At the center is “basmati,” the aromatic long‑grain rice cherished in biryanis and pilafs from Lahore to Lucknow. India and Pakistan — the two dominant producers — both want the European Union to protect the name with a geographic label that would allow their exporters to command a premium and keep rivals from marketing look‑alikes as the real thing. What would normally be a technical question for food regulators has become a diplomatic tripwire, with the risk of complicating a free‑trade agreement that negotiators hope to conclude by late 2025.

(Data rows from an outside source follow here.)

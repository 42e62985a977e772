//! logq CLI: run, validate, or explain a pipe query against a directory of
//! `<table>.log` files.

mod logging;

use std::io;
use std::path::{Path, PathBuf};
use std::sync::Arc;

use clap::{Args, Parser, Subcommand};

use logq_commands::command::chain;
use logq_core::config::EngineConfig;
use logq_exec::{CollectRows, JsonlRows, QueryService, RowConsumer};
use logq_io::{FileLogStorage, JsonlWriter, LookupTables, TableCatalog};

/// Sub-directory of the data directory holding `<name>.csv` lookup tables.
const LOOKUP_DIR: &str = "lookups";

#[derive(Parser)]
#[command(name = "logq", version = logq_core::VERSION)]
#[command(about = "Pipe-query engine over raw log tables", long_about = None)]
struct Cli {
    /// Log level used when RUST_LOG is not set
    #[arg(long, global = true, default_value = "warn")]
    log_level: String,

    #[command(subcommand)]
    command: Commands,
}

#[derive(Subcommand)]
enum Commands {
    /// Execute a query and write result rows as JSON lines
    Run {
        /// Directory with <table>.log files, catalog.yaml and lookups/
        #[arg(short, long)]
        data_dir: PathBuf,

        /// Query text, e.g. "table events | search status >= 500"
        #[arg(short, long)]
        query: String,

        /// Output file (defaults to stdout)
        #[arg(short, long)]
        output: Option<PathBuf>,

        /// Print a JSON run report to stderr when done
        #[arg(long)]
        report: bool,

        #[command(flatten)]
        engine: EngineArgs,
    },

    /// Check a query's syntax
    Validate {
        #[arg(short, long)]
        query: String,
    },

    /// Show the command chain a query compiles to
    Explain {
        #[arg(short, long)]
        query: String,

        /// Bind against this data directory to show headers and the
        /// timeline reporter
        #[arg(short, long)]
        data_dir: Option<PathBuf>,

        #[command(flatten)]
        engine: EngineArgs,
    },
}

/// Engine settings; each one overrides the environment (`LOGQ_*`).
#[derive(Args, Debug, Default, Clone)]
struct EngineArgs {
    /// Memory cap in bytes for one query
    #[arg(long)]
    mem_cap: Option<usize>,

    /// Buffer spill threshold in bytes
    #[arg(long)]
    spill_threshold: Option<usize>,

    /// Spill directory (or memory://name)
    #[arg(long)]
    spill_dir: Option<String>,

    /// Spill codec: none, zstd, lz4
    #[arg(long)]
    spill_codec: Option<String>,

    /// Rows per batch handed from `table` downstream
    #[arg(long)]
    batch_size: Option<usize>,

    /// Rows per sorted run before `sort` spills
    #[arg(long)]
    sort_run_rows: Option<usize>,

    /// Event-time field name
    #[arg(long)]
    date_column: Option<String>,
}

impl EngineArgs {
    fn apply(&self, cfg: &mut EngineConfig) {
        if let Some(cap) = self.mem_cap {
            cfg.mem_cap_bytes = cap;
        }
        if let Some(bytes) = self.spill_threshold {
            cfg.buffer_spill_threshold_bytes = bytes;
        }
        if let Some(dir) = &self.spill_dir {
            cfg.spill_dir = dir.clone();
        }
        if let Some(codec) = &self.spill_codec {
            cfg.spill_codec = codec.clone();
        }
        if let Some(rows) = self.batch_size {
            cfg.batch_size = rows;
        }
        if let Some(rows) = self.sort_run_rows {
            cfg.sort_run_rows = rows;
        }
        if let Some(col) = &self.date_column {
            cfg.date_column = col.clone();
        }
    }

    /// Defaults, then environment, then flags.
    fn config(&self) -> Result<EngineConfig, Box<dyn std::error::Error>> {
        let mut cfg = EngineConfig::from_env();
        self.apply(&mut cfg);
        cfg.validate()?;
        Ok(cfg)
    }
}

fn main() {
    let cli = Cli::parse();
    logging::init(&cli.log_level);

    let outcome = match cli.command {
        Commands::Run {
            data_dir,
            query,
            output,
            report,
            engine,
        } => run_query(&data_dir, &query, output.as_deref(), report, &engine),
        Commands::Validate { query } => validate_query(&query),
        Commands::Explain {
            query,
            data_dir,
            engine,
        } => explain_query(&query, data_dir.as_deref(), &engine),
    };
    if let Err(e) = outcome {
        tracing::error!(error = %e, "command failed");
        eprintln!("Error: {e}");
        std::process::exit(1);
    }
}

fn service(data_dir: &Path, cfg: EngineConfig) -> Result<QueryService, Box<dyn std::error::Error>> {
    let catalog = TableCatalog::discover(data_dir)?;
    let lookups = LookupTables::load_dir(data_dir.join(LOOKUP_DIR))?;
    Ok(QueryService::new(
        cfg,
        Arc::new(FileLogStorage::new(data_dir)),
        Arc::new(catalog),
        Arc::new(lookups),
    ))
}

fn run_query(
    data_dir: &Path,
    query: &str,
    output: Option<&Path>,
    report: bool,
    engine: &EngineArgs,
) -> Result<(), Box<dyn std::error::Error>> {
    let svc = service(data_dir, engine.config()?)?;
    let consumer: Box<dyn RowConsumer> = match output {
        Some(path) => Box::new(JsonlRows::new(JsonlWriter::to_path(path)?)),
        None => Box::new(JsonlRows::new(JsonlWriter::to_writer(io::stdout()))),
    };
    let prepared = svc.prepare(query, consumer).map_err(syntax_pointer)?;
    tracing::info!(
        query = %prepared.id(),
        data_dir = %data_dir.display(),
        commands = prepared.commands().len(),
        "query prepared"
    );
    let done = svc.spawn(prepared)?.join()?;
    tracing::info!(
        query = %done.id,
        elapsed_ms = done.elapsed.as_millis() as u64,
        "query done"
    );
    if report {
        eprintln!("{}", serde_json::to_string_pretty(&done)?);
    }
    Ok(())
}

fn validate_query(query: &str) -> Result<(), Box<dyn std::error::Error>> {
    match logq_parser::compile(query) {
        Ok(head) => {
            println!("✓ Query is valid ({} stages)", chain(head.as_ref()).len());
            Ok(())
        }
        Err(e) => {
            eprintln!("{}", e.pointer());
            Err(Box::new(e))
        }
    }
}

fn explain_query(
    query: &str,
    data_dir: Option<&Path>,
    engine: &EngineArgs,
) -> Result<(), Box<dyn std::error::Error>> {
    let lines = match data_dir {
        Some(dir) => {
            let svc = service(dir, engine.config()?)?;
            svc.prepare(query, Box::new(CollectRows::new()))
                .map_err(syntax_pointer)?
                .explain()
        }
        None => {
            let head = logq_parser::compile(query).map_err(|e| {
                eprintln!("{}", e.pointer());
                e
            })?;
            chain(head.as_ref())
                .iter()
                .map(|c| {
                    if c.is_reducer() {
                        format!("{}  [reducer]", c.describe())
                    } else {
                        c.describe()
                    }
                })
                .collect()
        }
    };

    println!("Command chain");
    println!("=============");
    for (i, line) in lines.iter().enumerate() {
        println!("  {}. {line}", i + 1);
    }
    Ok(())
}

/// Print the caret line for syntax errors before handing the error on.
fn syntax_pointer(err: logq_exec::ExecError) -> logq_exec::ExecError {
    if let logq_exec::ExecError::Syntax(e) = &err {
        eprintln!("{}", e.pointer());
    }
    err
}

The European Commission is weighing two competing applications for Protected Geographical Indication (PGI) status: India’s, which the EU published in September 2020, and Pakistan’s, published in April 2024 after Islamabad filed its claim the previous summer. Officials in Brussels say both files are being handled with unusual care. The sensitivity is easy to grasp. Pakistan’s submission lists districts in Pakistan‑administered Kashmir; India, which claims the territory, argues basmati is inextricably tied to its own agrarian heritage. Any EU decision, however narrowly framed, risks being read as a political judgment.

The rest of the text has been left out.